▶ **Available data**:
/// Plan which pending updates may proceed and what the per-application
/// progress looks like afterwards.
pub fn plan_rollout(
    desired: &[Application],
    updates_pending: &BTreeSet<String>,
    live_by_name: &BTreeMap<String, Application>,
    previous: &[ApplicationSetApplicationStatus],
    steps: &[RolloutStep],
    dwell: Duration,
    budget: Duration,
    now: DateTime<Utc>,
) -> RolloutPlan {
    let previous_by_name: BTreeMap<&str, &ApplicationSetApplicationStatus> = previous
        .iter()
        .map(|entry| (entry.application.as_str(), entry))
        .collect();

    // Which step each desired application belongs to
    let app_steps: Vec<(String, usize)> = desired
        .iter()
        .map(|app| (app.name_any(), step_for_app(app, steps)))
        .collect();

    // A step is settled when every one of its applications is Healthy,
    // Synced, without a pending update, and has dwelled long enough
    let settled_step = |step: usize| -> bool {
        app_steps
            .iter()
            .filter(|(_, s)| *s == step)
            .all(|(name, _)| {
                if updates_pending.contains(name) {
                    return false;
                }
                let healthy = live_by_name
                    .get(name)
                    .map(|app| app.is_healthy_and_synced())
                    .unwrap_or(false);
                if !healthy {
                    return false;
                }
                match previous_by_name.get(name.as_str()) {
                    Some(entry) if entry.status == RolloutPhase::Healthy => {
                        now.signed_duration_since(entry.last_transition_time)
                            .to_std()
                            .map(|elapsed| elapsed >= dwell)
                            .unwrap_or(false)
                    }
                    // No prior Healthy record: the dwell clock starts now
                    _ => false,
                }
            })
    };

    // The active step: the first one that has not settled. Every step
    // before it is released; it and everything after it stays gated for
    // updates beyond the active step itself.
    let total_steps = steps.len() + 1;
    let mut active_step = total_steps;
    for step in 0..total_steps {
        if !settled_step(step) {
            active_step = step;
            break;
        }
    }

    let mut gated = BTreeSet::new();
    let mut statuses = Vec::new();
    let mut progressing = false;
    let mut stalled = false;
    let mut active_unsettled_since: Option<DateTime<Utc>> = None;

    for (name, step) in &app_steps {
        let pending = updates_pending.contains(name);
        let healthy = live_by_name
            .get(name)
            .map(|app| app.is_healthy_and_synced())
            .unwrap_or(false);

        let phase = if pending && *step > active_step {
            gated.insert(name.clone());
            RolloutPhase::Waiting
        } else if pending {
            RolloutPhase::Pending
        } else if healthy {
            RolloutPhase::Healthy
        } else {
            RolloutPhase::Progressing
        };

        if phase != RolloutPhase::Healthy {
            progressing = true;
        }

        // Keep the previous transition time while the phase is unchanged
        let last_transition_time = match previous_by_name.get(name.as_str()) {
            Some(entry) if entry.status == phase => entry.last_transition_time,
            _ => now,
        };

        // The active step is stalled once any of its applications has been
        // unsettled for longer than the budget; the earliest transition
        // also anchors the health-poll backoff
        if *step == active_step && phase != RolloutPhase::Healthy {
            active_unsettled_since = Some(match active_unsettled_since {
                Some(existing) => existing.min(last_transition_time),
                None => last_transition_time,
            });
            if let Ok(elapsed) = now.signed_duration_since(last_transition_time).to_std() {
                if elapsed >= budget {
                    stalled = true;
                }
            }
        }

        statuses.push(ApplicationSetApplicationStatus {
            application: name.clone(),
            step: format!("{}", step + 1),
            status: phase,
            message: String::new(),
            last_transition_time,
        });
    }

    let active_step_unsettled_for = active_unsettled_since
        .and_then(|since| now.signed_duration_since(since).to_std().ok());

    RolloutPlan {
        gated,
        statuses,
        progressing,
        stalled,
        active_step_unsettled_for,
    }
}
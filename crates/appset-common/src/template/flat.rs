//! Flat-dialect substitution and legacy template rewriting
//!
//! The flat dialect replaces every `{{ key }}` occurrence with the
//! stringified parameter value in a single, non-recursive pass. Unresolved
//! placeholders are left byte-identical (historical behaviour, not an
//! error). The legacy rewriter upgrades flat placeholders to structured
//! dotted-path syntax; it is skipped whenever the template already contains
//! a structured-dialect construct.

use once_cell::sync::Lazy;
use regex::Regex;
use serde_json::Value;

use crate::crd::ParamMap;

/// Any `{{ ... }}` placeholder, with optional surrounding whitespace
static TOKEN_RE: Lazy<Regex> =
    Lazy::new(|| Regex::new(r"\{\{\s*([^{}]+?)\s*\}\}").expect("placeholder regex is valid"));

/// Legacy `{{ path[n] }}` form
static PATH_INDEX_RE: Lazy<Regex> =
    Lazy::new(|| Regex::new(r"^path\[(\d+)\]$").expect("path index regex is valid"));

/// Legacy `{{ path[n] }}` placeholders, for the whole-template rewrite
static PATH_INDEX_TOKEN_RE: Lazy<Regex> = Lazy::new(|| {
    Regex::new(r"\{\{\s*path\[(\d+)\]\s*\}\}").expect("path index token regex is valid")
});

/// Legacy `{{ path }}` placeholders, for the whole-template rewrite
static PATH_TOKEN_RE: Lazy<Regex> =
    Lazy::new(|| Regex::new(r"\{\{\s*path\s*\}\}").expect("path token regex is valid"));

/// Detects structured-dialect constructs inside `{{ ... }}`: keywords,
/// helpers, quoted literals, variables, and leading-dot attribute paths.
/// Compiled once per process; the keyword list mirrors the expression
/// language the structured engine accepts.
static STRUCTURED_RE: Lazy<Regex> = Lazy::new(|| {
    Regex::new(
        r#"\{\{-?\s*(?:if\s|else\b|end\b|range\s|with\s|and\s|or\s|not\s|eq\s|ne\s|lt\s|le\s|gt\s|ge\s|len\s|index\s|ternary\s|default\s|print\s|printf\s|template\s|define\s|block\s|nil\b|"|\$|\.)"#,
    )
    .expect("structured-construct regex is valid")
});

/// True if the template contains any structured-dialect construct.
pub fn is_structured_template(input: &str) -> bool {
    STRUCTURED_RE.is_match(input)
}

/// Rewrite legacy flat placeholders into structured dotted-path syntax:
///
/// - `{{ path[n] }}` becomes `{{ .path.segments[n] }}`
/// - `{{ path }}` becomes `{{ .path.path }}`
/// - any other `{{ token }}` without a leading dot becomes `{{ .token }}`
///
/// A template already containing structured constructs is returned
/// unchanged.
pub fn replace_legacy_flat(input: &str) -> String {
    if is_structured_template(input) {
        return input.to_string();
    }

    let tmp = PATH_INDEX_TOKEN_RE.replace_all(input, "{{ .path.segments[$1] }}");
    let tmp = PATH_TOKEN_RE.replace_all(&tmp, "{{ .path.path }}");
    TOKEN_RE
        .replace_all(&tmp, |caps: &regex::Captures<'_>| {
            let token = &caps[1];
            if token.starts_with('.') {
                caps[0].to_string()
            } else {
                format!("{{{{ .{token} }}}}")
            }
        })
        .into_owned()
}

/// Substitute flat placeholders in `text` from `params`.
///
/// The pass is non-recursive: replacement values are never rescanned for
/// placeholders. Unresolved placeholders stay exactly as written. When
/// `escape_json` is set, replacement values are escaped for embedding in a
/// JSON string (the renderer substitutes on the JSON-serialised template).
pub fn substitute(text: &str, params: &ParamMap, escape_json: bool) -> String {
    TOKEN_RE
        .replace_all(text, |caps: &regex::Captures<'_>| {
            match lookup(params, &caps[1]) {
                Some(value) => {
                    let rendered = stringify(&value);
                    if escape_json {
                        escape_json_string(&rendered)
                    } else {
                        rendered
                    }
                }
                None => caps[0].to_string(),
            }
        })
        .into_owned()
}

/// Resolve a placeholder token against the parameter map.
///
/// The legacy aliases `path` -> `path.path` and `path[n]` ->
/// `path.segments[n]` are tried first; when they don't resolve (the
/// producer emitted flat keys) the literal key wins, and finally the token
/// is treated as a dotted path into nested maps.
fn lookup(params: &ParamMap, token: &str) -> Option<Value> {
    if let Some(rest) = token.strip_prefix('.') {
        return resolve_path(params, rest);
    }

    let alias = legacy_alias(token);
    if alias != token {
        if let Some(value) = resolve_path(params, &alias) {
            return Some(value);
        }
    }

    if let Some(value) = params.get(token) {
        return Some(value.clone());
    }
    resolve_path(params, token)
}

fn legacy_alias(token: &str) -> String {
    if token == "path" {
        return "path.path".to_string();
    }
    if let Some(caps) = PATH_INDEX_RE.captures(token) {
        return format!("path.segments[{}]", &caps[1]);
    }
    token.to_string()
}

/// Walk a dotted path (with optional `[n]` index suffixes) through the map.
fn resolve_path(params: &ParamMap, path: &str) -> Option<Value> {
    let mut current = Value::Object(params.clone());
    for segment in path.split('.') {
        let (name, indices) = split_indices(segment)?;
        if !name.is_empty() {
            current = current.get(name)?.clone();
        }
        for index in indices {
            current = current.get(index)?.clone();
        }
    }
    Some(current)
}

/// Split `segments[0][1]` into `("segments", [0, 1])`.
fn split_indices(segment: &str) -> Option<(&str, Vec<usize>)> {
    match segment.find('[') {
        None => Some((segment, Vec::new())),
        Some(pos) => {
            let name = &segment[..pos];
            let mut indices = Vec::new();
            let mut rest = &segment[pos..];
            while let Some(stripped) = rest.strip_prefix('[') {
                let close = stripped.find(']')?;
                indices.push(stripped[..close].parse().ok()?);
                rest = &stripped[close + 1..];
            }
            if rest.is_empty() {
                Some((name, indices))
            } else {
                None
            }
        }
    }
}

/// Render a parameter value as the replacement string. Strings are used
/// verbatim; everything else is compact JSON.
fn stringify(value: &Value) -> String {
    match value {
        Value::String(s) => s.clone(),
        other => other.to_string(),
    }
}

/// JSON-escape a replacement value for embedding inside a JSON string,
/// without the surrounding quotes.
fn escape_json_string(s: &str) -> String {
    let quoted = serde_json::to_string(s).expect("string serialization cannot fail");
    quoted[1..quoted.len() - 1].to_string()
}
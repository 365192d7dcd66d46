//! Kubernetes Event recording for the controller.
//!
//! Provides a trait-based abstraction over `kube::runtime::events::Recorder`
//! so the reconciler can emit standard Kubernetes Events visible via
//! `kubectl describe` and `kubectl get events`.
//!
//! Events are **fire-and-forget**: failures are logged as warnings and never
//! propagate errors. A failed event must never break reconciliation.

use async_trait::async_trait;
use k8s_openapi::api::core::v1::ObjectReference;
use kube::runtime::events::{EventType, Recorder, Reporter};
use kube::Client;
use tracing::warn;

/// Trait for publishing Kubernetes Events.
///
/// Implementations are expected to be fire-and-forget: `publish()` logs a
/// warning on failure but never returns an error.
#[async_trait]
pub trait EventPublisher: Send + Sync {
    /// Publish a Kubernetes Event on the given resource.
    async fn publish(
        &self,
        resource_ref: &ObjectReference,
        type_: EventType,
        reason: &str,
        action: &str,
        note: Option<String>,
    );
}

/// Production implementation wrapping `kube::runtime::events::Recorder`.
pub struct KubeEventPublisher {
    client: Client,
    reporter: Reporter,
}

impl KubeEventPublisher {
    /// Create a new publisher for the given controller name.
    pub fn new(client: Client, controller_name: &str) -> Self {
        let reporter = Reporter {
            controller: controller_name.to_string(),
            instance: None,
        };
        Self { client, reporter }
    }
}

#[async_trait]
impl EventPublisher for KubeEventPublisher {
    async fn publish(
        &self,
        resource_ref: &ObjectReference,
        type_: EventType,
        reason: &str,
        action: &str,
        note: Option<String>,
    ) {
        let event = kube::runtime::events::Event {
            type_,
            reason: reason.to_string(),
            note,
            action: action.to_string(),
            secondary: None,
        };
        let recorder =
            Recorder::new(self.client.clone(), self.reporter.clone(), resource_ref.clone());
        if let Err(e) = recorder.publish(event).await {
            warn!(
                reason,
                action,
                error = %e,
                "Failed to publish Kubernetes event"
            );
        }
    }
}

/// No-op implementation for tests.
pub struct NoopEventPublisher;

#[async_trait]
impl EventPublisher for NoopEventPublisher {
    async fn publish(
        &self,
        _resource_ref: &ObjectReference,
        _type_: EventType,
        _reason: &str,
        _action: &str,
        _note: Option<String>,
    ) {
        // intentionally empty
    }
}

/// Well-known event reason strings.
pub mod reasons {
    /// A generated application was created
    pub const APPLICATION_CREATED: &str = "ApplicationCreated";
    /// A generated application was updated to match the template
    pub const APPLICATION_UPDATED: &str = "ApplicationUpdated";
    /// A live application left the desired set and was deleted
    pub const APPLICATION_DELETED: &str = "ApplicationDeleted";
    /// A live application was orphaned instead of deleted
    pub const APPLICATION_ORPHANED: &str = "ApplicationOrphaned";
    /// A generator failed to produce parameters
    pub const GENERATION_FAILED: &str = "GenerationFailed";
    /// A parameter map failed to render into an application
    pub const RENDER_FAILED: &str = "RenderFailed";
    /// Two parameter maps rendered to the same application name
    pub const DUPLICATE_NAME: &str = "DuplicateApplicationName";
    /// A RollingSync step failed to stabilise within its budget
    pub const ROLLOUT_STALLED: &str = "RolloutStalled";
}

/// Well-known event action strings.
pub mod actions {
    /// Standard reconciliation loop
    pub const RECONCILE: &str = "Reconcile";
    /// Applying the desired application set
    pub const APPLY: &str = "Apply";
    /// Stepping a RollingSync rollout
    pub const ROLLOUT: &str = "Rollout";
}
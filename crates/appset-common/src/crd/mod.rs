//! Custom Resource Definitions for the appset controller
//!
//! Two resources make up the public surface:
//! - [`ApplicationSet`] - the templated specification this controller reconciles
//! - [`Application`] - the concrete deployment descriptor it materialises

mod application;
mod application_set;
mod generator;

pub use application::{
    Application, ApplicationDestination, ApplicationSource, ApplicationSpec, ApplicationStatus,
    HealthStatus, SyncStatus,
};
pub use application_set::{
    ApplicationSet, ApplicationSetApplicationStatus, ApplicationSetCondition,
    ApplicationSetConditionType, ApplicationSetSpec, ApplicationSetStatus, ApplicationSetStrategy,
    ApplicationSetSyncPolicy, ApplicationSetTemplate, ApplicationSetTemplateMeta, ConditionStatus,
    MatchExpression, RolloutPhase, RolloutStep, RollingSyncStrategy, Selector, StrategyType,
    TemplateDialect,
};
pub use generator::{
    ClusterDecisionResourceGenerator, ClusterGenerator, GeneratorSpec, GeneratorVariant,
    GitDirectoryItem, GitFileItem, GitGenerator, ListGenerator, MatrixGenerator, MergeGenerator,
    NestedGeneratorSpec, PluginConfigMapRef, PluginGenerator, PluginInput,
    PullRequestBitbucketServer, PullRequestFilter, PullRequestGenerator, PullRequestGitea,
    PullRequestGithub, PullRequestGitlab, ScmFilter, ScmProviderBitbucketServer, ScmProviderGenerator,
    ScmProviderGitea, ScmProviderGithub, ScmProviderGitlab,
};

/// An unordered mapping from parameter name to arbitrary JSON value,
/// produced by generators and consumed by the template renderer.
pub type ParamMap = serde_json::Map<String, serde_json::Value>;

▶ **Work to be completed**: When the word "segments" shows up in a line of the entries, report that line.

▶ **Written response**:
/// - `{{ path[n] }}` becomes `{{ .path.segments[n] }}`
    let tmp = PATH_INDEX_TOKEN_RE.replace_all(input, "{{ .path.segments[$1] }}");
/// `path.segments[n]` are tried first; when they don't resolve (the
        return format!("path.segments[{}]", &caps[1]);
/// Split `segments[0][1]` into `("segments", [0, 1])`.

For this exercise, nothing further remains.